● Task instructions:
Among the entries that follow, find every line with the word "ended" and copy it.

Collected data:
----
//! Runs one update session per target board, all at once or one after the
//! other.

use std::thread;
use std::time::{Duration, Instant};

use console::style;
use indicatif::{MultiProgress, ProgressBar, ProgressStyle};
use log::{error, info};

use crate::channels::{CancelFlag, Endpoint};
use crate::firmware::FirmwareImage;
use crate::protocol::Frame;
use crate::settings::Settings;
use crate::update_session::{UpdateOutcome, UpdateSession};

// =============================================================================
// Public Interface
// =============================================================================

/// A board to update: its id, the session side of its queue pair and the
/// flag that cancels only this board.
#[derive(Debug)]
pub struct BoardTarget {
    pub board_id: u8,
    pub endpoint: Endpoint<Frame>,
    pub cancel: CancelFlag,
}

pub struct UpdateManager {
    settings: Settings,
    image: FirmwareImage,
}

impl UpdateManager {
    pub fn new(settings: &Settings, image: &FirmwareImage) -> Self {
        UpdateManager {
            settings: settings.clone(),
            image: image.clone(),
        }
    }

    /// Update every target and return once all of their sessions have ended.
    /// The outcomes are listed in the order of `targets`.
    pub fn run(self, targets: Vec<BoardTarget>) -> Summary {
        let started = Instant::now();
        info!(
            "updating {} board(s) {}",
            targets.len(),
            if self.settings.parallel {
                "in parallel"
            } else {
                "one at a time"
            }
        );

        let outcomes = if self.settings.parallel {
            self.run_parallel(targets)
        } else {
            self.run_sequential(targets)
        };

        Summary {
            outcomes,
            elapsed: started.elapsed(),
        }
    }

    /// All sessions run together; their bars are drawn in one block.
    fn run_parallel(&self, targets: Vec<BoardTarget>) -> Vec<UpdateOutcome> {
        let multi = MultiProgress::new();

        let mut handles = Vec::with_capacity(targets.len());
        for target in targets {
            let board_id = target.board_id;
            let progress = if self.settings.show_progress {
                multi.add(self.progress_bar(board_id))
            } else {
                ProgressBar::hidden()
            };
            let handle = self.spawn_session(target, progress);
            handles.push((board_id, handle));
        }

        if self.settings.show_progress && !handles.is_empty() {
            // Returns once every bar is finished or abandoned.
            if let Err(e) = multi.join() {
                error!("failed to draw progress: {}", e);
            }
        }

        handles
            .into_iter()
            .map(|(board_id, handle)| collect(board_id, handle))
            .collect()
    }

    /// A session only starts once the previous one has ended, so no two
    /// sessions ever share the link.
    fn run_sequential(&self, targets: Vec<BoardTarget>) -> Vec<UpdateOutcome> {
        let mut outcomes = Vec::with_capacity(targets.len());
        for target in targets {
            let board_id = target.board_id;
            let progress = if self.settings.show_progress {
                self.progress_bar(board_id)
            } else {
                ProgressBar::hidden()
            };
            let handle = self.spawn_session(target, progress);
            outcomes.push(collect(board_id, handle));
        }
        outcomes
    }

    fn spawn_session(
        &self,
        target: BoardTarget,
        progress: ProgressBar,
    ) -> Option<thread::JoinHandle<UpdateOutcome>> {
        let session = UpdateSession::new(
            target.board_id,
            &self.image,
            &self.settings,
            target.endpoint,
            target.cancel,
        )
        .with_progress(progress.clone());

        let spawned = thread::Builder::new()
            .name(format!("session-{}", target.board_id))
            .spawn(move || session.run());
        match spawned {
            Ok(handle) => Some(handle),
            Err(e) => {
                error!("[{}] failed to start the session: {}", target.board_id, e);
                progress.abandon();
                None
            }
        }
    }

    fn progress_bar(&self, board_id: u8) -> ProgressBar {
        let bar = ProgressBar::new(self.image.size() as u64);
        bar.set_style(
            ProgressStyle::default_bar()
                .template("[FC] {prefix} [{bar:40.cyan/blue}] {bytes}/{total_bytes} {msg}")
                .progress_chars("=>-"),
        );
        bar.set_prefix(format!("board {:>3}", board_id));
        bar
    }
}

/// The outcomes of all the sessions of one run.
#[derive(Debug, Clone)]
pub struct Summary {
    pub outcomes: Vec<UpdateOutcome>,
    pub elapsed: Duration,
}

impl Summary {
    pub fn succeeded(&self) -> usize {
        self.outcomes.iter().filter(|o| o.success()).count()
    }

    pub fn failed(&self) -> usize {
        self.outcomes.len() - self.succeeded()
    }

    /// `true` only when every board was updated. An empty run did not update
    /// anything and is not a success.
    pub fn all_succeeded(&self) -> bool {
        !self.outcomes.is_empty() && self.failed() == 0
    }

    /// Print the per-board results followed by the totals.
    pub fn print(&self) {
        for outcome in &self.outcomes {
            match &outcome.result {
                Ok(()) => println!(
                    "[FC]   board {:>3}: {} ({} bytes, {} retransmissions, {} ms)",
                    outcome.board_id,
                    style("updated").green(),
                    outcome.bytes_sent,
                    outcome.retransmissions,
                    outcome.elapsed.as_millis()
                ),
                Err(reason) => println!(
                    "[FC]   board {:>3}: {} ({}, {} ms)",
                    outcome.board_id,
                    style("failed").red(),
                    reason,
                    outcome.elapsed.as_millis()
                ),
            }
        }

        let totals = format!(
            "[FC] {} of {} board(s) updated in {:.1} s",
            self.succeeded(),
            self.outcomes.len(),
            self.elapsed.as_secs_f32()
        );
        if self.all_succeeded() {
            println!("{}", style(totals).green().bold());
        } else {
            println!("{}", style(totals).red().bold());
        }
    }
}

// =============================================================================
// Private stuff
// =============================================================================

/// Wait for a session thread. A session that could not start or that panicked
/// still gets an outcome, so one board never hides the others.
fn collect(board_id: u8, handle: Option<thread::JoinHandle<UpdateOutcome>>) -> UpdateOutcome {
    match handle.map(thread::JoinHandle::join) {
        Some(Ok(outcome)) => outcome,
        Some(Err(_)) => {
            error!("[{}] update session panicked", board_id);
            UpdateOutcome::aborted(board_id)
        }
        None => UpdateOutcome::aborted(board_id),
    }
}

// =============================================================================
// Unit Tests
// =============================================================================

#[cfg(test)]
mod tests {
    use super::*;
    use crate::channels::queue_pair;
    use crate::protocol::{FrameType, HOST_ID};
    use crate::settings::SettingsBuilder;
    use crate::update_session::FailureReason;

    /// A board that acknowledges everything, seen from the router's side of
    /// its queue pair. Returns the number of frames it received.
    fn acking_board(board_id: u8, queues: Endpoint<Frame>) -> thread::JoinHandle<usize> {
        thread::spawn(move || {
            let mut received = 0;
            while let Ok(frame) = queues.rx.recv() {
                assert_eq!(frame.dest_id(), board_id);
                received += 1;
                let ack = Frame::empty(FrameType::Ack, board_id, HOST_ID);
                if queues.tx.send(ack).is_err() {
                    break;
                }
            }
            received
        })
    }

    fn settings(parallel: bool) -> Settings {
        SettingsBuilder::new()
            .chunk_size(4)
            .parallel(parallel)
            .show_progress(false)
            .response_timeout(Duration::from_secs(2))
            .finalize()
    }

    fn run_with_acking_boards(parallel: bool, ids: &[u8]) -> (Summary, Vec<usize>) {
        let image = FirmwareImage::from_bytes(vec![7; 10], 4, b"key").unwrap();
        let mut targets = Vec::new();
        let mut boards = Vec::new();
        for &board_id in ids {
            let (session_side, board_side) = queue_pair(8);
            boards.push(acking_board(board_id, board_side));
            targets.push(BoardTarget {
                board_id,
                endpoint: session_side,
                cancel: CancelFlag::new(),
            });
        }
        let summary = UpdateManager::new(&settings(parallel), &image).run(targets);
        let received = boards.into_iter().map(|b| b.join().unwrap()).collect();
        (summary, received)
    }

    #[test]
    fn sequential_run_reports_in_input_order() {
        let (summary, received) = run_with_acking_boards(false, &[4, 2, 9]);

        let ids: Vec<u8> = summary.outcomes.iter().map(|o| o.board_id).collect();
        assert_eq!(ids, vec![4, 2, 9]);
        assert!(summary.all_succeeded());
        // One request and three chunks per board.
        assert_eq!(received, vec![4, 4, 4]);
    }

    #[test]
    fn parallel_run_updates_every_board() {
        let (summary, received) = run_with_acking_boards(true, &[1, 2, 3, 4]);

        assert_eq!(summary.succeeded(), 4);
        assert!(summary.outcomes.iter().all(|o| o.bytes_sent == 10));
        assert_eq!(received, vec![4; 4]);
    }

    #[test]
    fn cancelled_board_does_not_fail_the_others() {
        let image = FirmwareImage::from_bytes(vec![1; 8], 4, b"key").unwrap();
        let (first, first_board) = queue_pair(8);
        let (second, second_board) = queue_pair(8);
        let first_acks = acking_board(1, first_board);
        let second_acks = acking_board(2, second_board);

        let cancelled = CancelFlag::new();
        cancelled.cancel();
        let targets = vec![
            BoardTarget {
                board_id: 1,
                endpoint: first,
                cancel: cancelled,
            },
            BoardTarget {
                board_id: 2,
                endpoint: second,
                cancel: CancelFlag::new(),
            },
        ];
        let summary = UpdateManager::new(&settings(true), &image).run(targets);

        assert_eq!(summary.outcomes[0].result, Err(FailureReason::Cancelled));
        assert!(summary.outcomes[1].success());
        assert_eq!(summary.failed(), 1);
        assert!(!summary.all_succeeded());
        assert_eq!(first_acks.join().unwrap(), 0);
        assert_eq!(second_acks.join().unwrap(), 3);
    }

    #[test]
    fn empty_run_is_not_a_success() {
        let image = FirmwareImage::from_bytes(vec![1], 4, b"key").unwrap();
        let summary = UpdateManager::new(&settings(false), &image).run(Vec::new());
        assert_eq!(summary.failed(), 0);
        assert!(!summary.all_succeeded());
    }
}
----
● Task response:
    /// Update every target and return once all of their sessions have ended.
    /// A session only starts once the previous one has ended, so no two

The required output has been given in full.